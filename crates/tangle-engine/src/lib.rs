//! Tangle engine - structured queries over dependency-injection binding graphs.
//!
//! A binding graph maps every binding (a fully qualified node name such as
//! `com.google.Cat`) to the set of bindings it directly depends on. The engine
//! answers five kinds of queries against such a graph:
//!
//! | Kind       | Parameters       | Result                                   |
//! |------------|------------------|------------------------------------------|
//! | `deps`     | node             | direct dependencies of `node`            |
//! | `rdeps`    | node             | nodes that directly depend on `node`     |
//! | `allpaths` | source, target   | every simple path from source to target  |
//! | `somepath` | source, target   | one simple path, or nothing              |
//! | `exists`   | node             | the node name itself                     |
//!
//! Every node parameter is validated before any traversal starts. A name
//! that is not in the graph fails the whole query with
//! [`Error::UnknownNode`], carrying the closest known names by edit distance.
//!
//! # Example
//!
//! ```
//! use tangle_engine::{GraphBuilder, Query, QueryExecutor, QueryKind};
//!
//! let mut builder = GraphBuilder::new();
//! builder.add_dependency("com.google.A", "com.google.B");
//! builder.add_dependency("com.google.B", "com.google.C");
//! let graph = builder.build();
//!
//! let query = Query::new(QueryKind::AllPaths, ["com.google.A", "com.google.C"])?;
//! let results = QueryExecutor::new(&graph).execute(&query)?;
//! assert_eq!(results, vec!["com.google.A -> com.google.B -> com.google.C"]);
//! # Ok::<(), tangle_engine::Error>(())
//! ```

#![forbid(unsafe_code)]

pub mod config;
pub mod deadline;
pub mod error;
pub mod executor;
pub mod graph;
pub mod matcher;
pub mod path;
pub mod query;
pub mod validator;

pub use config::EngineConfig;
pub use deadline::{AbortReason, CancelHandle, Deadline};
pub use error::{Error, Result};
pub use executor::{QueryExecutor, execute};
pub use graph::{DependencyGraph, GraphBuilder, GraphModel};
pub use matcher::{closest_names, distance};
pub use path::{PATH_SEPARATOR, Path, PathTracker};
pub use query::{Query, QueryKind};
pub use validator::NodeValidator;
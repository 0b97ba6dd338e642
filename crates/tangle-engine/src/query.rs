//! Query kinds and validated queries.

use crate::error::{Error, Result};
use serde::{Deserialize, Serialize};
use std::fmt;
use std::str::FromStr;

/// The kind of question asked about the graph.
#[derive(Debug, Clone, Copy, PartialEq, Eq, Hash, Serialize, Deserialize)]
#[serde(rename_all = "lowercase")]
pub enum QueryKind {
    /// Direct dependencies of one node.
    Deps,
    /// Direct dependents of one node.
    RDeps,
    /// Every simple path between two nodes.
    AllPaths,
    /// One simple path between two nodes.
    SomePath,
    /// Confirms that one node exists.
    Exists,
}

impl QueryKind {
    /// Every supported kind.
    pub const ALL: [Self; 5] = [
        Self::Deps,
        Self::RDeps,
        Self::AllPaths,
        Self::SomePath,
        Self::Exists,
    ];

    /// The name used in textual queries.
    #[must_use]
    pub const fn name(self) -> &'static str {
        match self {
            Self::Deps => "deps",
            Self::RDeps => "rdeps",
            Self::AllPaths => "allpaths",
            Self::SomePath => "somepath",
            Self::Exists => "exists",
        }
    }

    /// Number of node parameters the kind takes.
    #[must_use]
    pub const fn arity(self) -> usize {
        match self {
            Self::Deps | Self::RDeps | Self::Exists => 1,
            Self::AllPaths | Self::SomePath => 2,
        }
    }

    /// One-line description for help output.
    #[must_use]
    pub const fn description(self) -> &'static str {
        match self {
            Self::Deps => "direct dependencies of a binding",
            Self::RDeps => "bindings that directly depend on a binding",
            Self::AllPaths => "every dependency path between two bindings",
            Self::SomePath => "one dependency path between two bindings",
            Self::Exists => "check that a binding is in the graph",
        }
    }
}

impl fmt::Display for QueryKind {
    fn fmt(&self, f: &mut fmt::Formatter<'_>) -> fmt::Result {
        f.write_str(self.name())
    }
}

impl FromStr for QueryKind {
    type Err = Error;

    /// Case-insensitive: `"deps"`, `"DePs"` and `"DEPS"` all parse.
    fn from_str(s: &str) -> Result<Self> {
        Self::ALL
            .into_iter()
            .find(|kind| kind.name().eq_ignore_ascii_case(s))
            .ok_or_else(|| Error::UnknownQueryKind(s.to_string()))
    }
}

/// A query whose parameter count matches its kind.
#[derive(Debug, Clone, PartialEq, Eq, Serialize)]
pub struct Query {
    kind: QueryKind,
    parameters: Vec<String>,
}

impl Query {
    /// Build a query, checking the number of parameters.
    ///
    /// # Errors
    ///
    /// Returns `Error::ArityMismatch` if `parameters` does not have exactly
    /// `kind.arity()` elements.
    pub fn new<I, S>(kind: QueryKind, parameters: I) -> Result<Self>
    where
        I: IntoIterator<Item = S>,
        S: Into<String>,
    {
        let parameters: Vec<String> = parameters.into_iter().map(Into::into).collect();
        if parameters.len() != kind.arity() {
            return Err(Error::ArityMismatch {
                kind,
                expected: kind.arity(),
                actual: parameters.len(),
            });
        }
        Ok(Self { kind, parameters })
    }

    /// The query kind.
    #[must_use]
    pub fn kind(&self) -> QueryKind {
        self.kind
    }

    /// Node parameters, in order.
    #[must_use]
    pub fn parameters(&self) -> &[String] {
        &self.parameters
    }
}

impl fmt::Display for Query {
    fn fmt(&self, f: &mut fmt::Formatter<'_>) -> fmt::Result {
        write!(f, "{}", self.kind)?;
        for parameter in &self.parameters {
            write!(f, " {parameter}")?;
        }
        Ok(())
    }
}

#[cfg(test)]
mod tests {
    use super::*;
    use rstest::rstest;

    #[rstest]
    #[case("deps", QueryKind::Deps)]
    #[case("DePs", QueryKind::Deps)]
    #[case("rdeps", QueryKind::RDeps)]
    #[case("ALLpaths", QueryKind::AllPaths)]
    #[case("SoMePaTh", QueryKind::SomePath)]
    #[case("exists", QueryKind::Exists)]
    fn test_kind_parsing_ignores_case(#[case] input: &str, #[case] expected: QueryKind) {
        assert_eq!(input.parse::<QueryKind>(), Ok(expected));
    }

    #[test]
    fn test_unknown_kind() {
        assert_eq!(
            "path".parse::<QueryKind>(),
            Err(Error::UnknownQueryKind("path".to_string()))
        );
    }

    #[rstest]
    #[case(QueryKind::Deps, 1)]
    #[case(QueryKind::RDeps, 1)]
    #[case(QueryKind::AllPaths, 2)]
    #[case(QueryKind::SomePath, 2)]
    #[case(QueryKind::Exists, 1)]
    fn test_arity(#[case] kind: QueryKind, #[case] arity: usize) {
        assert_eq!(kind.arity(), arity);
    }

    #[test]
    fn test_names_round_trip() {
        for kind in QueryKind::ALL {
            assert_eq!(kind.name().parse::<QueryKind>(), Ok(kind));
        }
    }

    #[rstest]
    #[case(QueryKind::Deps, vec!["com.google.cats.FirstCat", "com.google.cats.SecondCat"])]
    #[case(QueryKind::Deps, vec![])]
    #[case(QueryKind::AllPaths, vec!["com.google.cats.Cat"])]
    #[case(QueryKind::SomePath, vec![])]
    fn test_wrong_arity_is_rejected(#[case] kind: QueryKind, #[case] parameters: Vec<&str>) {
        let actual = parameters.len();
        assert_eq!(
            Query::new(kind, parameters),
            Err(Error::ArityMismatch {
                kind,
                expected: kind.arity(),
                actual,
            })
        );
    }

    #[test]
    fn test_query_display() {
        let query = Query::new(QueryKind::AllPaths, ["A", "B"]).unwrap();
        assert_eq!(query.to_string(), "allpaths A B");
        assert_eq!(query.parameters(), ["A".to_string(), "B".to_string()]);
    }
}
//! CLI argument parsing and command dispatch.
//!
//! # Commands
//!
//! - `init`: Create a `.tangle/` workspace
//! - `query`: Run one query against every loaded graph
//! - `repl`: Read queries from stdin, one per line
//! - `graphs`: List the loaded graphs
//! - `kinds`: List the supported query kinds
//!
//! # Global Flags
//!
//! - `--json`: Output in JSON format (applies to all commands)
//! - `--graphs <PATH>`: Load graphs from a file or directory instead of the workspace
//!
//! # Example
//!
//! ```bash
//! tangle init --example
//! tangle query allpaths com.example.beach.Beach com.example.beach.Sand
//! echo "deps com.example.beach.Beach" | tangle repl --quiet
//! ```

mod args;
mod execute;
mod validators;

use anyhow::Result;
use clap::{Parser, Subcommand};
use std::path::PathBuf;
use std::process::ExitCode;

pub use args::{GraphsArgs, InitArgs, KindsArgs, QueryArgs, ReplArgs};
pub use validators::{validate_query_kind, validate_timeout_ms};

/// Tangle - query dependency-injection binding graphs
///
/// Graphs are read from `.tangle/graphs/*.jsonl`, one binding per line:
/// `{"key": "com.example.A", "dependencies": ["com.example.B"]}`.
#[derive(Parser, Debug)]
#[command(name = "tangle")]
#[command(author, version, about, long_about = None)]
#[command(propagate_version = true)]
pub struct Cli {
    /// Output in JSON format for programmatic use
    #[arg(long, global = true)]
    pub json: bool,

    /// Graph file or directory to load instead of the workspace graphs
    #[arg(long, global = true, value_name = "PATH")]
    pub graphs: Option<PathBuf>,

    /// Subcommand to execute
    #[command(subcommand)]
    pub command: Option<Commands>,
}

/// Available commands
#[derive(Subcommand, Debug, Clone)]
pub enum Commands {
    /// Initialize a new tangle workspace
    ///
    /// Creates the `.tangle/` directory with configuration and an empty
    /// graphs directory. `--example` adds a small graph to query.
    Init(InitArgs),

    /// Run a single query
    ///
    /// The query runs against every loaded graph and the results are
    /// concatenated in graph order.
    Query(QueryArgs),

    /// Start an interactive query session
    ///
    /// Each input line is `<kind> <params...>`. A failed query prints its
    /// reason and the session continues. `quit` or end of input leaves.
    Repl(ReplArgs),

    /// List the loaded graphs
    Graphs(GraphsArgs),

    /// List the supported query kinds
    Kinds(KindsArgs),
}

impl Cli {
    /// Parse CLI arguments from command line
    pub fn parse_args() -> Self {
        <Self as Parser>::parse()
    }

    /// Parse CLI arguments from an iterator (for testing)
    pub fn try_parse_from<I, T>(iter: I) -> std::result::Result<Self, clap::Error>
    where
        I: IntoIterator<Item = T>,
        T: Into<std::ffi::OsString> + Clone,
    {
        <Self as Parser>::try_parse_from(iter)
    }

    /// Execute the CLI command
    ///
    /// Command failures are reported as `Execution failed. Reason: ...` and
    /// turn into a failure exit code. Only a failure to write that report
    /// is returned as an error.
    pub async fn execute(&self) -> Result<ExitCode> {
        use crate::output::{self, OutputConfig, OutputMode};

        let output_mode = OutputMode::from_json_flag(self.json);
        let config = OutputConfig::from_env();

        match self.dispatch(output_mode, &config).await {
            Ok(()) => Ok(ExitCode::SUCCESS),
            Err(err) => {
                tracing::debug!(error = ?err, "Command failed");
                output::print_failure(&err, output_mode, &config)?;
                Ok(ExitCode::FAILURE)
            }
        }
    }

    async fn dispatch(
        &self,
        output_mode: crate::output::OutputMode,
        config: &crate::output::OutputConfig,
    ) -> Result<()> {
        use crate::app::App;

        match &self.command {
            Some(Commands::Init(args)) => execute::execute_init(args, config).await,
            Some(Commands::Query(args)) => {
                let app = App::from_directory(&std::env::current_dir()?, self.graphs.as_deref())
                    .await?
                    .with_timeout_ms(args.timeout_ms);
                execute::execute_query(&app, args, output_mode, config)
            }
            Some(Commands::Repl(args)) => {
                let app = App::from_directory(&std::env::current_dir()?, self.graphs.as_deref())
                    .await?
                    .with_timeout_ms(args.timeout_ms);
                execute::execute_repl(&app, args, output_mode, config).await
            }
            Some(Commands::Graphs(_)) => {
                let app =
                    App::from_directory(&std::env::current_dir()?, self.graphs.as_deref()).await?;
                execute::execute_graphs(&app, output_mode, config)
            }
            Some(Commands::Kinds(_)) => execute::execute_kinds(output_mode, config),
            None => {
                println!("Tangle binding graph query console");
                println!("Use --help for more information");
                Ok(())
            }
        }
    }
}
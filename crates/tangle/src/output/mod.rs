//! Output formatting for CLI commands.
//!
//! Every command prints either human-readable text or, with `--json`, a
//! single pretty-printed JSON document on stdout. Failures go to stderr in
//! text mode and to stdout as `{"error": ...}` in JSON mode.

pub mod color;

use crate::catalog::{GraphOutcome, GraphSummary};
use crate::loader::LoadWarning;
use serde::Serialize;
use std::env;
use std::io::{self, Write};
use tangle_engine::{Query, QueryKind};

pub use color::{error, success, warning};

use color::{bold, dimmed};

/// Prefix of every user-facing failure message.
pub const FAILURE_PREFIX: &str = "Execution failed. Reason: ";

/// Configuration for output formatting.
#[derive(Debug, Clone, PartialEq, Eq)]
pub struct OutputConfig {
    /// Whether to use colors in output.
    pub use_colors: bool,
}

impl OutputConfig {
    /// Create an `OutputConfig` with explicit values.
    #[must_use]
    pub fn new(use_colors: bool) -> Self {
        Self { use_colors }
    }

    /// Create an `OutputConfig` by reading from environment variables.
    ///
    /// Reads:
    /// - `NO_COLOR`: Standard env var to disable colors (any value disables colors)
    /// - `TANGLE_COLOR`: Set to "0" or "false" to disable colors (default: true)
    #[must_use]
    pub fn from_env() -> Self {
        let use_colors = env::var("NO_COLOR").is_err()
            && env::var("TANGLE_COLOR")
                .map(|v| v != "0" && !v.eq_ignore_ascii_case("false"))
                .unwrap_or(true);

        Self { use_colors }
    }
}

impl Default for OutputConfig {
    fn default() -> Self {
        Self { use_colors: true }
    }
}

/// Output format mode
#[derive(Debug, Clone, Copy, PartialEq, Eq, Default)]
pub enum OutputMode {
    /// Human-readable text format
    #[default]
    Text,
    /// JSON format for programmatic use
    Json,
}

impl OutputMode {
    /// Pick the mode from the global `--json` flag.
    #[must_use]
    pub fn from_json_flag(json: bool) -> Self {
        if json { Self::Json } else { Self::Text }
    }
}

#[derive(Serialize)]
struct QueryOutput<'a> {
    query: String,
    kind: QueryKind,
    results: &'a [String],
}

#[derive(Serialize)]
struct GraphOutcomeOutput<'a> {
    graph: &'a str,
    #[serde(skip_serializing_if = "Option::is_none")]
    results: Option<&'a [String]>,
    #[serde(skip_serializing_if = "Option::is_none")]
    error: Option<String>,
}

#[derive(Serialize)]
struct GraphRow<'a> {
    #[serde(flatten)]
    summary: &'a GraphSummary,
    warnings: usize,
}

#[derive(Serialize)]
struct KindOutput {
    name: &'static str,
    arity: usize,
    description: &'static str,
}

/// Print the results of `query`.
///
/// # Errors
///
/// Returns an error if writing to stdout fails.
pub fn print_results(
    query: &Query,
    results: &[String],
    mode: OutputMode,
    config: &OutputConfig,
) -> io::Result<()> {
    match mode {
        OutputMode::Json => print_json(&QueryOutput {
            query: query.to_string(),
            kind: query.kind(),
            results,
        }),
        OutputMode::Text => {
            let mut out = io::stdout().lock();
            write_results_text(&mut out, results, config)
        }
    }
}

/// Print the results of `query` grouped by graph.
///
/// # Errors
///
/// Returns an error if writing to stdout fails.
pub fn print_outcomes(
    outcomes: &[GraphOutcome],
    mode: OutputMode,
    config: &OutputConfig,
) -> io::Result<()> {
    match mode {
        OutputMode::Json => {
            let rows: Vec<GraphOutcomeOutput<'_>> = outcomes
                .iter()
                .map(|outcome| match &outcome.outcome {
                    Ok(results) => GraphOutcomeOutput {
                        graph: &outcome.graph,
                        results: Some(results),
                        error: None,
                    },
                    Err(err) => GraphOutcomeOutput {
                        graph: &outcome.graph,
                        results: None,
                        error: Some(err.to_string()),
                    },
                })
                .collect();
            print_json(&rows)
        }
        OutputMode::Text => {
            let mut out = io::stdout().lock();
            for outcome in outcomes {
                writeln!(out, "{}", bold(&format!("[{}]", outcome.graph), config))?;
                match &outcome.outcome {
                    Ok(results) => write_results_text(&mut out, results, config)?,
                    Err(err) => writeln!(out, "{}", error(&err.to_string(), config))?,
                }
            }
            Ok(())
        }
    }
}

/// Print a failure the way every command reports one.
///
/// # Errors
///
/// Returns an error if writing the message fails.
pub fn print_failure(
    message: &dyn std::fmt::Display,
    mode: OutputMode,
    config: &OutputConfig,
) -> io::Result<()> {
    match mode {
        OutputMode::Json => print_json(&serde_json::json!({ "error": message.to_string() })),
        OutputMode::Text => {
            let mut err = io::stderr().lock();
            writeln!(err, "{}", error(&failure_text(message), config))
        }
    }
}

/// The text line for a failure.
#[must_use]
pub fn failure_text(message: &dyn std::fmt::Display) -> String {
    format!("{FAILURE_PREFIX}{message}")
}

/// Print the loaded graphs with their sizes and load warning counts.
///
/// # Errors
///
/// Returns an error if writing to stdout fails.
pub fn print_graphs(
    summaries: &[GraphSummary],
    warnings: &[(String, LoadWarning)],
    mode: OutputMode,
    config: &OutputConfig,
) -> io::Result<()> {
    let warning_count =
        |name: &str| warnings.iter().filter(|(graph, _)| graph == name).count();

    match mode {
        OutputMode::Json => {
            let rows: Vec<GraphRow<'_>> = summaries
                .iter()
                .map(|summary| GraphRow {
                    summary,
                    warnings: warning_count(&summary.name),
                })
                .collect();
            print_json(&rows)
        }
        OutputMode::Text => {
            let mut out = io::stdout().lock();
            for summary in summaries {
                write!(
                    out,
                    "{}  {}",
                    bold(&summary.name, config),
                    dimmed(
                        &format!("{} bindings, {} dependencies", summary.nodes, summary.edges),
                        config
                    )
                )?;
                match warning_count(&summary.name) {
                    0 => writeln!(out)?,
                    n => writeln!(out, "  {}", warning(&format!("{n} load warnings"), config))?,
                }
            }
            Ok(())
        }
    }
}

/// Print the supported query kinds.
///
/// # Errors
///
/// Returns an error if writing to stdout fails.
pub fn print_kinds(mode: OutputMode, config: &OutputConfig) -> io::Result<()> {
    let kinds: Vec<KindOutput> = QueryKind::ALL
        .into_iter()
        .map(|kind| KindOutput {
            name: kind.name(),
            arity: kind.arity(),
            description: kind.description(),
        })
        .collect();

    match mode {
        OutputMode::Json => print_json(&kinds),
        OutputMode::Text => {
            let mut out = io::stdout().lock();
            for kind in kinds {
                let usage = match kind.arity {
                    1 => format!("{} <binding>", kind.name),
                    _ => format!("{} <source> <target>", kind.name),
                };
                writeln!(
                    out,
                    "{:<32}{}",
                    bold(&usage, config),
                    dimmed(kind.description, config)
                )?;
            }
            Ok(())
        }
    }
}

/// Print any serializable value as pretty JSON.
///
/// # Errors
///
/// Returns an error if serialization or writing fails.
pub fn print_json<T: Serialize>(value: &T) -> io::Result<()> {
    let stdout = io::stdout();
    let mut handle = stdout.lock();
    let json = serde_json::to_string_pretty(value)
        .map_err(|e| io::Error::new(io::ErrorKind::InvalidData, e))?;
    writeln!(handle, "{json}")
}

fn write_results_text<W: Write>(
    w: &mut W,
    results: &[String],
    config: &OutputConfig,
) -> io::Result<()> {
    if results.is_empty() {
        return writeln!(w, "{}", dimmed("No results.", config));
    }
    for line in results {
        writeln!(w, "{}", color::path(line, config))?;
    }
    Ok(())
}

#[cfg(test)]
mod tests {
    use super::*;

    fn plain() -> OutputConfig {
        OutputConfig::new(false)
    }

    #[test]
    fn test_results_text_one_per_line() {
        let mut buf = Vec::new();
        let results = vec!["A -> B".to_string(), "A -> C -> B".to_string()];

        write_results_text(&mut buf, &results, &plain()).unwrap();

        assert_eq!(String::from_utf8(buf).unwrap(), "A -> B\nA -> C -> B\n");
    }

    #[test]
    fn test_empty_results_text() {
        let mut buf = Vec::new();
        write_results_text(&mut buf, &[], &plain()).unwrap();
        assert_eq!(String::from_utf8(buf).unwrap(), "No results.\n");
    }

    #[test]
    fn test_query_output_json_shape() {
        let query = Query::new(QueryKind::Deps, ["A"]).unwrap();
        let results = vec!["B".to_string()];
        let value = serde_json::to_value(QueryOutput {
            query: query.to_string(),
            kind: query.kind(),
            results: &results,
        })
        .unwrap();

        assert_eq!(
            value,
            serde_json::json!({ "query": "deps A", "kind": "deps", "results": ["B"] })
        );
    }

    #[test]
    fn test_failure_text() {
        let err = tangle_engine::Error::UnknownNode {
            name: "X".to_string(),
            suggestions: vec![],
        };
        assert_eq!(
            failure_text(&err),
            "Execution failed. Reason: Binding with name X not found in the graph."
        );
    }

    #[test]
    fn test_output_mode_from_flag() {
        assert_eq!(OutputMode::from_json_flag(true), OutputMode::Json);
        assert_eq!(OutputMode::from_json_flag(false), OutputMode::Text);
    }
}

What is being asked
The lines in the entries above that carry the word "false" must be copied.

Answer area
    /// - `TANGLE_COLOR`: Set to "0" or "false" to disable colors (default: true)
                .map(|v| v != "0" && !v.eq_ignore_ascii_case("false"))
        OutputConfig::new(false)
        assert_eq!(OutputMode::from_json_flag(false), OutputMode::Text);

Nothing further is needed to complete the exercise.